- [Description of the task]: Pick out every line of the entries below where "multipart" occurs, and copy those lines.

*-*-*

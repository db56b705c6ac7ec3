use serde::{Deserialize, Serialize};
use uuid::Uuid;

/// Payload of the `signature` carried by email verification links.
#[derive(Debug, Clone, Serialize, Deserialize)]
pub struct LinkClaims {
    pub sub: Uuid,    // user ID
    pub hash: String, // sha1 of the email the link was issued for
    pub iat: usize,   // issued at (unix timestamp)
    pub exp: usize,   // expires at (unix timestamp)
    pub iss: String,  // issuer
    pub aud: String,  // audience
}
use anyhow::Context;

use super::{
    dto::{LoginRequest, RegisterRequest},
    password::MIN_PASSWORD_LEN,
};
use crate::{
    state::AppState,
    users::{repo::UserRepo, repo_types::User},
    validation::{is_valid_email, is_valid_username, required, FieldErrors},
};

const USERNAME_MIN: usize = 3;
const USERNAME_MAX: usize = 50;
const EMAIL_MAX: usize = 255;

/// Normalizes `req` in place and checks every registration rule, uniqueness
/// included. Store failures surface as `Err` on the outer result.
pub async fn validate_registration(
    users: &dyn UserRepo,
    req: &mut RegisterRequest,
) -> anyhow::Result<Result<(), FieldErrors>> {
    req.username = req.username.trim().to_string();
    req.email = req.email.trim().to_lowercase();

    let mut errors = FieldErrors::new();

    if required(&mut errors, "username", &req.username) {
        let len = req.username.chars().count();
        if !(USERNAME_MIN..=USERNAME_MAX).contains(&len) {
            errors.add(
                "username",
                format!(
                    "The username field must be between {} and {} characters.",
                    USERNAME_MIN, USERNAME_MAX
                ),
            );
        } else if !is_valid_username(&req.username) {
            errors.add(
                "username",
                "The username field may only contain letters, numbers, dashes, \
                 underscores and dots.",
            );
        } else if users.username_taken(&req.username).await.context("check username")? {
            errors.add("username", "The username has already been taken.");
        }
    }

    if required(&mut errors, "email", &req.email) {
        if req.email.len() > EMAIL_MAX {
            errors.add(
                "email",
                format!("The email field must not be greater than {EMAIL_MAX} characters."),
            );
        } else if !is_valid_email(&req.email) {
            errors.add("email", "The email field must be a valid email address.");
        } else if users.email_taken(&req.email).await.context("check email")? {
            errors.add("email", "The email has already been taken.");
        }
    }

    if required(&mut errors, "password", &req.password) {
        if req.password.chars().count() < MIN_PASSWORD_LEN {
            errors.add(
                "password",
                format!("The password field must be at least {MIN_PASSWORD_LEN} characters."),
            );
        }
        if req.password != req.password_confirmation {
            errors.add("password", "The password field confirmation does not match.");
        }
    }

    Ok(errors.into_result())
}

pub fn validate_login(req: &mut LoginRequest) -> Result<(), FieldErrors> {
    req.username = req.username.trim().to_string();

    let mut errors = FieldErrors::new();
    required(&mut errors, "username", &req.username);
    required(&mut errors, "password", &req.password);
    errors.into_result()
}

/// Builds a fresh signed link for `user` and hands it to the notifier.
pub async fn send_verification(st: &AppState, user: &User) -> anyhow::Result<()> {
    let url = st
        .links
        .verification_url(&st.config.app_url, user)
        .context("sign verification link")?;
    st.notifier
        .send_verification_link(user, &url)
        .await
        .context("dispatch verification link")
}
use axum::{
    extract::{multipart::MultipartRejection, DefaultBodyLimit, Multipart, State},
    routing::{get, post},
    Router,
};
use tracing::{instrument, warn};

use super::{
    dto::UserData,
    images::{self, replace_profile_image, FIELD},
};
use crate::{
    auth::extractors::AuthUser, error::ApiError, response::ApiResponse, state::AppState,
    validation::FieldErrors,
};

const PROFILE_FAILED: &str = "Failed to load user profile.";
const UPLOAD_FAILED: &str = "Profile image upload failed. Please try again.";

pub fn me_routes() -> Router<AppState> {
    Router::new().route("/user", get(get_me))
}

pub fn image_routes() -> Router<AppState> {
    Router::new()
        .route("/user/profile-image", post(upload_profile_image))
        // larger than the image limit so oversized files get a field error, not a 413
        .layer(DefaultBodyLimit::max(8 * 1024 * 1024))
}

#[instrument(skip_all, fields(user_id = %auth.user.id))]
pub async fn get_me(
    State(state): State<AppState>,
    auth: AuthUser,
) -> Result<ApiResponse<UserData>, ApiError> {
    let data = UserData::load(&auth.user, state.storage.as_ref())
        .await
        .map_err(|e| ApiError::internal(PROFILE_FAILED, e))?;
    Ok(ApiResponse::ok("Successfully retrieved user profile", data))
}

#[instrument(skip_all, fields(user_id = %auth.user.id))]
pub async fn upload_profile_image(
    State(state): State<AppState>,
    auth: AuthUser,
    multipart: Result<Multipart, MultipartRejection>,
) -> Result<ApiResponse<UserData>, ApiError> {
    let mut mp = multipart.map_err(|e| {
        warn!(error = %e, "not a multipart request");
        upload_failed()
    })?;

    let mut body = None;
    loop {
        let field = match mp.next_field().await {
            Ok(Some(field)) => field,
            Ok(None) => break,
            Err(e) => {
                warn!(error = %e, "malformed multipart body");
                return Err(upload_failed());
            }
        };
        if field.name() != Some(FIELD) {
            continue;
        }
        match field.bytes().await {
            Ok(bytes) => body = Some(bytes),
            Err(e) => {
                warn!(error = %e, "profile image field unreadable");
                return Err(upload_failed());
            }
        }
    }

    let image = images::validate(body, &state.config.uploads)?;
    let user = replace_profile_image(&state, &auth.user, image)
        .await
        .map_err(|e| ApiError::internal(UPLOAD_FAILED, e))?;
    let data = UserData::load(&user, state.storage.as_ref())
        .await
        .map_err(|e| ApiError::internal(UPLOAD_FAILED, e))?;

    Ok(ApiResponse::ok("Profile image uploaded successfully", data))
}

fn upload_failed() -> ApiError {
    let mut errors = FieldErrors::new();
    errors.add(FIELD, "The profile image failed to upload.");
    errors.into()
}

*-*-*

- [Task solution]:
    extract::{multipart::MultipartRejection, DefaultBodyLimit, Multipart, State},
    multipart: Result<Multipart, MultipartRejection>,
    let mut mp = multipart.map_err(|e| {
        warn!(error = %e, "not a multipart request");
                warn!(error = %e, "malformed multipart body");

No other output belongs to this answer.